Published: 20 December 2023

A digital training programme, part funded by NIHR, which encouraged meaningful social interactions during the COVID-19 pandemic, improved the quality of life of care residents with dementia and led to a drop in the use of sedative medications.

Programme designed to support carers 

The iWHELD programme used a website to support care home staff in delivering personalised care. The 16 week trial, delivered during the pandemic, included staff in 149 residential homes in the UK caring for more than 700 people. Weekly online 45-minute interactive coaching sessions covered:

  • how to encourage meaningful social interactions
  • how to enhance care
  • sharing best practices and experience


The researchers compared the study sites to residential homes with standard care. In the trial sites there were benefits for the following groups:

  • residents who contracted COVID-19 reported an improved quality of life compared to a drop in quality of life in the standard care group 
  • residents who showed signs of agitation found significant agitation reduced by 15% 
  • residents use of the psychotropic medications reduced by 20%

The iWHELD programme is an accessible and scalable solution. Its 24/7 access to materials supports night shift staff and fosters personalised learning. Weekly coaching sessions with peer nursing homes promote collaboration. The research shows iWHELD can be used to increase the quality of life for residents in nursing home settings.

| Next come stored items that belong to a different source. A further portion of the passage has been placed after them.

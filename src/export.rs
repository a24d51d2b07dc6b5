use std::io::Write;

use serde::{Deserialize, Serialize};

use crate::error::Result;
use crate::models::MatchFeatures;

#[derive(Debug, Clone, Copy, PartialEq, Eq, Serialize, Deserialize)]
#[serde(rename_all = "lowercase")]
pub enum DatasetFormat {
    Csv,
    Json,
}

impl DatasetFormat {
    pub fn extension(&self) -> &'static str {
        match self {
            DatasetFormat::Csv => "csv",
            DatasetFormat::Json => "json",
        }
    }
}

/// Write feature rows to `writer`; returns the number of rows written
pub fn export_features<W: Write>(
    rows: &[MatchFeatures],
    format: DatasetFormat,
    mut writer: W,
) -> Result<usize> {
    match format {
        DatasetFormat::Csv => {
            let mut csv_writer = csv::Writer::from_writer(writer);
            for row in rows {
                csv_writer.serialize(row)?;
            }
            csv_writer.flush()?;
        }
        DatasetFormat::Json => {
            serde_json::to_writer_pretty(&mut writer, rows)?;
            writer.flush()?;
        }
    }

    tracing::info!(
        "Exported {} feature rows as {}",
        rows.len(),
        format.extension()
    );
    Ok(rows.len())
}
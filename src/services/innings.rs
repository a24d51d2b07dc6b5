//! Innings-phase summaries and scoring momentum over ball-by-ball data.

use crate::models::{Delivery, InningsPhaseSummary, MatchId};

/// Last over of the powerplay
pub const POWERPLAY_END: u8 = 6;
/// Last over of the middle phase; everything after is death overs
pub const MIDDLE_END: u8 = 15;
/// Overs per momentum window
pub const MOMENTUM_WINDOW: u8 = 3;

#[derive(Debug, Clone, Copy, PartialEq, Eq)]
pub enum InningsPhase {
    Powerplay,
    Middle,
    Death,
}

impl InningsPhase {
    pub fn of_over(over: u8) -> Self {
        if over <= POWERPLAY_END {
            InningsPhase::Powerplay
        } else if over <= MIDDLE_END {
            InningsPhase::Middle
        } else {
            InningsPhase::Death
        }
    }
}

/// Runs and wickets per phase for one innings.
/// `None` when the innings has no deliveries, so a missing innings is not
/// confused with a scoreless one.
pub fn aggregate_innings_phases(
    deliveries: &[Delivery],
    match_id: MatchId,
    inning: u8,
) -> Option<InningsPhaseSummary> {
    let mut summary = InningsPhaseSummary::default();
    let mut seen = false;

    for d in deliveries
        .iter()
        .filter(|d| d.match_id == match_id && d.inning == inning)
    {
        seen = true;
        let wicket = u32::from(d.is_wicket);
        let (runs, wickets) = match InningsPhase::of_over(d.over) {
            InningsPhase::Powerplay => (&mut summary.powerplay_runs, &mut summary.powerplay_wickets),
            InningsPhase::Middle => (&mut summary.middle_runs, &mut summary.middle_wickets),
            InningsPhase::Death => (&mut summary.death_runs, &mut summary.death_wickets),
        };
        *runs += d.total_runs;
        *wickets += wicket;

        summary.total_extras += d.extra_runs;
        summary.total_runs += d.total_runs;
        summary.total_wickets += wicket;
    }

    if !seen {
        tracing::debug!("No deliveries for match {} innings {}", match_id, inning);
        return None;
    }
    Some(summary)
}

/// Runs in the window ending at `over_number` minus runs in the window before it.
/// Counts every innings of the match; see [`momentum_in_innings`] for one innings.
pub fn momentum(deliveries: &[Delivery], match_id: MatchId, over_number: u8) -> f64 {
    windowed_momentum(
        deliveries.iter().filter(|d| d.match_id == match_id),
        over_number,
        MOMENTUM_WINDOW,
    )
}

pub fn momentum_in_innings(
    deliveries: &[Delivery],
    match_id: MatchId,
    inning: u8,
    over_number: u8,
) -> f64 {
    windowed_momentum(
        deliveries
            .iter()
            .filter(|d| d.match_id == match_id && d.inning == inning),
        over_number,
        MOMENTUM_WINDOW,
    )
}

/// Positive when scoring is accelerating. 0 when `over_number <= window` or either window is empty.
pub fn windowed_momentum<'a, I>(deliveries: I, over_number: u8, window: u8) -> f64
where
    I: IntoIterator<Item = &'a Delivery>,
{
    if window == 0 || over_number <= window {
        return 0.0;
    }

    let recent_start = over_number - window;
    let previous_start = recent_start.saturating_sub(window);

    let mut recent = (0u32, 0usize);
    let mut previous = (0u32, 0usize);
    for d in deliveries {
        if d.over > recent_start && d.over <= over_number {
            recent.0 += d.total_runs;
            recent.1 += 1;
        } else if d.over > previous_start && d.over <= recent_start {
            previous.0 += d.total_runs;
            previous.1 += 1;
        }
    }

    if recent.1 == 0 || previous.1 == 0 {
        return 0.0;
    }
    recent.0 as f64 - previous.0 as f64
}
use chrono::{DateTime, Utc};

use crate::config::StatsConfig;
use crate::models::{MatchRecord, SeasonStats};
use crate::utils::{mean_or_zero, results_to_form, tail, win_rate};

/// Recent-form, toss and season calculators.
///
/// Every window is taken by row position: `matches` must be in
/// chronological order.
pub struct FormCalculator {
    form_window: usize,
    toss_window: usize,
    wicket_margin_factor: f64,
}

impl FormCalculator {
    pub fn new() -> Self {
        Self::from_config(&StatsConfig::default())
    }

    pub fn from_config(config: &StatsConfig) -> Self {
        Self {
            form_window: config.form_window,
            toss_window: config.toss_window,
            wicket_margin_factor: config.wicket_margin_factor,
        }
    }

    /// Win rate over the team's last `form_window` matches before `date`
    pub fn team_form(&self, matches: &[MatchRecord], team: &str, date: DateTime<Utc>) -> f64 {
        let recent = recent_matches(matches, date, self.form_window, |m| m.involves(team));
        let wins = recent.iter().filter(|m| m.won_by(team)).count();

        tracing::debug!(
            "Form for {} before {}: {}/{} wins",
            team,
            date.format("%Y-%m-%d"),
            wins,
            recent.len()
        );

        win_rate(wins, recent.len())
    }

    /// Rate at which winning the toss converted into winning the match
    pub fn toss_impact(&self, matches: &[MatchRecord], team: &str, date: DateTime<Utc>) -> f64 {
        let recent = recent_matches(matches, date, self.toss_window, |m| m.toss_winner == team);
        let wins = recent.iter().filter(|m| m.won_by(team)).count();
        win_rate(wins, recent.len())
    }

    /// Season record for a team: every match of the season in `matches`.
    /// Pass a table prefix to stop at a given row.
    pub fn season_stats(&self, matches: &[MatchRecord], team: &str, season: &str) -> SeasonStats {
        let season_matches: Vec<&MatchRecord> = matches
            .iter()
            .filter(|m| m.season == season && m.involves(team))
            .collect();

        let wins: Vec<&MatchRecord> = season_matches
            .iter()
            .copied()
            .filter(|m| m.won_by(team))
            .collect();

        let margins: Vec<f64> = wins
            .iter()
            .filter_map(|m| m.normalized_margin(self.wicket_margin_factor))
            .collect();

        SeasonStats {
            season_matches: season_matches.len(),
            season_win_rate: win_rate(wins.len(), season_matches.len()),
            season_avg_win_margin: mean_or_zero(&margins),
        }
    }

    /// Results of the team-form window as `W`/`L`/`N`, most recent first
    pub fn form_string(&self, matches: &[MatchRecord], team: &str, date: DateTime<Utc>) -> String {
        let results: Vec<char> = recent_matches(matches, date, self.form_window, |m| m.involves(team))
            .iter()
            .map(|m| match m.winner.as_deref() {
                Some(winner) if winner == team => 'W',
                Some(_) => 'L',
                None => 'N',
            })
            .collect();

        results_to_form(&results)
    }
}

impl Default for FormCalculator {
    fn default() -> Self {
        Self::new()
    }
}

/// Last `window` rows before `date` that satisfy `keep`, in table order
fn recent_matches<'a, F>(
    matches: &'a [MatchRecord],
    date: DateTime<Utc>,
    window: usize,
    keep: F,
) -> Vec<&'a MatchRecord>
where
    F: Fn(&MatchRecord) -> bool,
{
    let eligible: Vec<&MatchRecord> = matches
        .iter()
        .filter(|m| m.date < date && keep(*m))
        .collect();

    tail(&eligible, window).to_vec()
}
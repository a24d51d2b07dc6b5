use anyhow::{Context, Result};
use serde::{Deserialize, Serialize};
use std::env;

/// Window sizes and neutral-prior constants shared by the calculators
#[derive(Debug, Clone, PartialEq, Serialize, Deserialize)]
pub struct StatsConfig {
    /// Recent matches considered for team form
    pub form_window: usize,
    /// Recent toss wins considered for toss impact
    pub toss_window: usize,
    /// Recent matches whose deliveries feed player impact
    pub player_window: usize,
    /// Runs-equivalent of one wicket when averaging win margins (approximation)
    pub wicket_margin_factor: f64,
}

impl Default for StatsConfig {
    fn default() -> Self {
        Self {
            form_window: 5,
            toss_window: 20,
            player_window: 20,
            wicket_margin_factor: 3.0,
        }
    }
}

impl StatsConfig {
    /// Build a config from `CRICKET_STATS_*` variables, falling back to defaults.
    /// A `.env` file in the working directory is loaded first if present.
    pub fn from_env() -> Result<Self> {
        dotenv::dotenv().ok();

        let defaults = Self::default();
        let config = Self {
            form_window: read_var("CRICKET_STATS_FORM_WINDOW", defaults.form_window)?,
            toss_window: read_var("CRICKET_STATS_TOSS_WINDOW", defaults.toss_window)?,
            player_window: read_var("CRICKET_STATS_PLAYER_WINDOW", defaults.player_window)?,
            wicket_margin_factor: read_var(
                "CRICKET_STATS_WICKET_MARGIN_FACTOR",
                defaults.wicket_margin_factor,
            )?,
        };

        tracing::debug!("Loaded stats config: {:?}", config);
        Ok(config)
    }
}

fn read_var<T>(key: &str, default: T) -> Result<T>
where
    T: std::str::FromStr,
    T::Err: std::error::Error + Send + Sync + 'static,
{
    match env::var(key) {
        Ok(raw) => raw
            .trim()
            .parse()
            .with_context(|| format!("Invalid value for {}: {:?}", key, raw)),
        Err(_) => Ok(default),
    }
}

Creator of the iWHELD platform and lead author of the paper, Joanne McDermid, said: “iWHELD was created as a ground-breaking, first-of-its-kind solution, placing care staff and people living with dementia at the heart of support for care homes and nursing homes. iWHELD leverages digital innovation to bring together stories, ideas and communities.”

Katie Ives took part in the iWHELD training as the manager of Stonebow House care home in Worcestershire. She said: “We all really enjoyed it, and it’s made a huge difference to some of our residents. We’ve always tailored our approach to residents, but now we offer a wider variety of activities and clubs to suit people’s interests in their lives, and we’re seeing some residents spend more time in communal areas and less time in their rooms as a result.”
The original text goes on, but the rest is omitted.